PROSTHETIC LIMBS have been around for a long time. The oldest known, a piece of wood carved and painted to replace the lost toe of an Egyptian noblewoman, dates back more than 3,000 years. But prosthetics which behave like the real thing as well as looking like it are still very much a work in progress. And a group at Shanghai Jiao Tong University, in China, have just come up with what looks to be a significant advance—an affordable prosthetic hand that not only responds like a real one to signals from the wearer’s brain, but is also able to signal back to the brain what it is touching and doing.
Gu Guoying and his colleagues describe their invention in Nature Biomedical Engineering. Its fingers are made of rigid tubes connected by soft joints. These are similarly connected to a 3D-printed plastic palm. The whole is covered with a flexible elastomer layer to mimic skin and is attached to the user’s residual limb via a customised plastic socket. In contrast to current models, which are electrically powered, Dr Gu’s hand is powered pneumatically by a pump held in a waist bag, with the connecting air lines running under the user’s clothes alongside communication cables. This reduces its weight below 300 grams—half that of some current models, and less, indeed, than the weight of a real hand—though the waist bag adds a further 444 grams.

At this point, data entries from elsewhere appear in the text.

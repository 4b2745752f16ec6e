//! Desired LRP endpoints.

use axum::{
    extract::{rejection::JsonRejection, Path, Query, State},
    http::StatusCode,
    routing::{get, post},
    Json, Router,
};
use converge_events::{DesiredLrp, DesiredLrpUpdate, ListResponse};
use converge_id::{Domain, ProcessGuid};

use super::DomainQuery;
use crate::api::error::ApiError;
use crate::state::SimState;

pub fn routes() -> Router<SimState> {
    Router::new()
        .route("/", post(desire_lrp).get(list_desired_lrps))
        .route(
            "/{process_guid}",
            get(get_desired_lrp)
                .patch(update_desired_lrp)
                .delete(remove_desired_lrp),
        )
}

/// POST /v1/desired_lrps
async fn desire_lrp(
    State(state): State<SimState>,
    payload: Result<Json<DesiredLrp>, JsonRejection>,
) -> Result<(StatusCode, Json<DesiredLrp>), ApiError> {
    let Json(lrp) = payload?;
    let lrp = state.mutate(|store| store.desire_lrp(lrp))?;
    Ok((StatusCode::CREATED, Json(lrp)))
}

/// GET /v1/desired_lrps?domain=
async fn list_desired_lrps(
    State(state): State<SimState>,
    Query(query): Query<DomainQuery>,
) -> Json<ListResponse<DesiredLrp>> {
    let domain = query.domain.map(Domain::new);
    Json(ListResponse::new(
        state.read(|store| store.desired_lrps(domain.as_ref())),
    ))
}

/// GET /v1/desired_lrps/{process_guid}
async fn get_desired_lrp(
    State(state): State<SimState>,
    Path(guid): Path<ProcessGuid>,
) -> Result<Json<DesiredLrp>, ApiError> {
    Ok(Json(state.read(|store| store.desired_lrp(&guid))?))
}

/// PATCH /v1/desired_lrps/{process_guid}
async fn update_desired_lrp(
    State(state): State<SimState>,
    Path(guid): Path<ProcessGuid>,
    payload: Result<Json<DesiredLrpUpdate>, JsonRejection>,
) -> Result<Json<DesiredLrp>, ApiError> {
    let Json(update) = payload?;
    let lrp = state.mutate(|store| store.update_desired_lrp(&guid, update))?;
    Ok(Json(lrp))
}

/// DELETE /v1/desired_lrps/{process_guid}
async fn remove_desired_lrp(
    State(state): State<SimState>,
    Path(guid): Path<ProcessGuid>,
) -> Result<StatusCode, ApiError> {
    state.mutate(|store| store.remove_desired_lrp(&guid))?;
    Ok(StatusCode::NO_CONTENT)
}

The hand uses similar signal-processing algorithms to other prosthetics on the market. The big advance is that it does not require invasive surgery or electronic implants into the residual limb to communicate with the user’s brain. Sensors on the skin record electrical activity from the remaining arm muscles. In an intact arm, this activity would tell those muscles how to operate the hand. Instead, they are interpreted by pattern-recognition software that sends appropriate commands to the pump to move the artificial hand in the same way. Meanwhile, other signals travel in the opposite direction from sensors in the hand’s fingertips to nerves in the arm, whence they are relayed to the brain and provide a sensation of touch. The upshot is something which responds like a hand and feels like one to the user.
Dr Gu and his colleagues compared the efficacy of their invention with that of existing models using tests borrowed from research into strokes and spinal-cord injuries. These included writing, grasping and lifting objects, lifting food to the mouth, and stacking draughtsmen. Normally, they found, it worked better—particularly for delicate tasks like handling fragile objects, petting a cat and shaking hands.
The other advantage of Dr Gu’s invention is that it is cheap. The components it is made from cost about $500. Existing models may sell for $10,000 or more. If it, or something similar, goes into production, that will permit the transformation of many more of the lives of the 5m people who have lost a hand, or were born without one, than is possible at the moment.